While the historical record is rich with operational data from the last four centuries—from Detroit to Dien Bien Phu and Mississippi to Madagascar—there existed no philosophical analysis of COIN as a basic structure of racism, colonialism, neo-colonialism or imperialism in the Anglophone University system before the publication of my dissertation — the first dedicated to expanding the fields of Africana philosophy and Black Male Studies at the University of Edinburgh in its almost 500 year history — Thinking for the Bound and Dead: Toward a Truly Universal Theory of Human Victory (2023).[v] In this thesis, I integrated the insights of Black Male Studies (particularly the theory of phallicism), Huey P. Newton, and Sylvia Wynter to not only introduce counterinsurgency as a historical phenomenon expressed through New World settler colonialism, racialized-chattel slavery, European colonial imperialism/neo-colonialism and the various contemporary managerial strategies theorists understand to be racism against non-Western groups, but I also posited a philosophical theory – Killology/MAN3 or homo homini lupus – to explain the extent to which counterinsurgent forms of democratic liberal development, imprisonment and targeted killings are all simultaneously deployed as the primary forces of social regulation and how these are logical consequences of the dominant Western civilizational conception of what it means to be human.
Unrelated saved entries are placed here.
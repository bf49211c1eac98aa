//! Sources of labeled images.
use crate::DatasetError;
use anyhow::{Context, Result};
use image::{DynamicImage, ImageFormat};
use log::info;
use serde::{Deserialize, Serialize};
use std::{
    fs::{self, File},
    io::{BufReader, Write},
    path::{Path, PathBuf},
};

/// A random-access collection of `(image, label)` pairs.
pub trait LabeledImages {
    /// Number of images.
    fn len(&self) -> usize;

    /// Decodes the `i`-th image and returns it with its label.
    fn get(&self, i: usize) -> Result<(DynamicImage, u32)>;

    /// Returns `true` if there is no image.
    fn is_empty(&self) -> bool {
        self.len() == 0
    }
}

/// Configuration of [`ImageFolder`].
#[derive(Debug, Deserialize, Serialize, PartialEq, Clone)]
pub struct ImageFolderConfig {
    /// Root directory containing one directory per split.
    pub root: PathBuf,

    /// Name of the split, e.g. `train` or `test`.
    pub split: String,

    /// Keeps only the first `n` images of the split if given.
    pub sample_size: Option<usize>,
}

impl ImageFolderConfig {
    /// Configuration of the whole split `split` under `root`.
    pub fn new(root: impl Into<PathBuf>, split: impl Into<String>) -> Self {
        Self {
            root: root.into(),
            split: split.into(),
            sample_size: None,
        }
    }

    /// Sets the number of images taken from the head of the split.
    pub fn sample_size(mut self, v: Option<usize>) -> Self {
        self.sample_size = v;
        self
    }

    /// Loads the configuration from a YAML file.
    pub fn load(path: impl AsRef<Path>) -> Result<Self> {
        let file = File::open(path)?;
        let rdr = BufReader::new(file);
        let b = serde_yaml::from_reader(rdr)?;
        Ok(b)
    }

    /// Saves the configuration to a YAML file.
    pub fn save(&self, path: impl AsRef<Path>) -> Result<()> {
        let mut file = File::create(path)?;
        file.write_all(serde_yaml::to_string(&self)?.as_bytes())?;
        Ok(())
    }
}

/// Images stored as `<root>/<split>/<class>/<file>`.
///
/// Class directories sorted by name receive the labels `0, 1, ...`. Within
/// the split, images are ordered by class and then by file name, so
/// `sample_size` selects a deterministic head of the split.
pub struct ImageFolder {
    classes: Vec<String>,
    items: Vec<(PathBuf, u32)>,
}

fn sorted_entries(dir: &Path) -> Result<Vec<PathBuf>> {
    let mut paths = fs::read_dir(dir)
        .with_context(|| format!("Failed to read {:?}", dir))?
        .map(|e| e.map(|e| e.path()))
        .collect::<Result<Vec<_>, _>>()?;
    paths.sort();
    Ok(paths)
}

impl ImageFolder {
    /// Indexes the split. Images are decoded lazily by [`LabeledImages::get`].
    pub fn open(config: &ImageFolderConfig) -> Result<Self> {
        let dir = config.root.join(&config.split);
        if !dir.is_dir() {
            return Err(DatasetError::SplitNotFound(dir).into());
        }

        let mut classes = Vec::new();
        let mut items = Vec::new();
        for class_dir in sorted_entries(&dir)?.into_iter().filter(|p| p.is_dir()) {
            let label = classes.len() as u32;
            let name = class_dir
                .file_name()
                .map(|n| n.to_string_lossy().into_owned())
                .unwrap_or_default();
            classes.push(name);
            items.extend(
                sorted_entries(&class_dir)?
                    .into_iter()
                    .filter(|p| p.is_file() && ImageFormat::from_path(p).is_ok())
                    .map(|p| (p, label)),
            );
        }

        if let Some(n) = config.sample_size {
            items.truncate(n);
        }
        if items.is_empty() {
            return Err(DatasetError::EmptySplit(config.split.clone()).into());
        }
        info!(
            "Opened split {:?} with {} images in {} classes",
            config.split,
            items.len(),
            classes.len()
        );

        Ok(Self { classes, items })
    }

    /// Class names indexed by label.
    pub fn classes(&self) -> &[String] {
        &self.classes
    }
}

impl LabeledImages for ImageFolder {
    fn len(&self) -> usize {
        self.items.len()
    }

    fn get(&self, i: usize) -> Result<(DynamicImage, u32)> {
        let (path, label) = &self.items[i];
        let image = image::open(path).with_context(|| format!("Failed to decode {:?}", path))?;
        Ok((image, *label))
    }
}

/// Decoded images held in memory.
pub struct InMemoryImages {
    images: Vec<DynamicImage>,
    labels: Vec<u32>,
}

impl InMemoryImages {
    /// Pairs images with labels.
    pub fn new(images: Vec<DynamicImage>, labels: Vec<u32>) -> Result<Self, DatasetError> {
        if images.len() != labels.len() {
            return Err(DatasetError::LengthMismatch {
                images: images.len(),
                labels: labels.len(),
            });
        }
        Ok(Self { images, labels })
    }
}

impl LabeledImages for InMemoryImages {
    fn len(&self) -> usize {
        self.images.len()
    }

    fn get(&self, i: usize) -> Result<(DynamicImage, u32)> {
        Ok((self.images[i].clone(), self.labels[i]))
    }
}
As I formulated it, the philosophical theory of killology seeks to explain:
“1) an evolution in the construction of [western-civilizational] threats – particularly the transformation of the ‘nigger/savage’ which justified the colonial civilizing mission to the criminal/terrorist trope which justifies a now spatially and temporally indeterminate counterinsurgent program of global pacification; 2) the civilizational mastery of counterinsurgency by the US empire (alongside this a positing of a new “universal” liberal subjectivity and economic laws which foster the modernization of all human societies from traditional to liberal free market “mass consumption” economies based on rational choice theory) via police professionalization and the construction of a prison/surveillance empire to suppress and anticipate the threat of communism, then all varieties of Black nationalism and anti-colonialism; 3) the breakthrough in technological capacity at both the level of signals intelligence or telecommunications, semi-autonomous weapons and human psychology which ground an unprecedented global surveillance apparatus, the application of drone/AI/cyber warfare operations and the desensitization of state agents towards the act of killing the designated “enemy” – making western military/police forces the deadliest in human history; and lastly, 4) the state sponsored facilitation of an evolution of the white power movement which is poised to execute a paramilitary race war in defense of Western civilization from the threat of both fundamentalist Islam as a tool of insurgent social organization and the populational threat of nonwhite people more generally.”[vi]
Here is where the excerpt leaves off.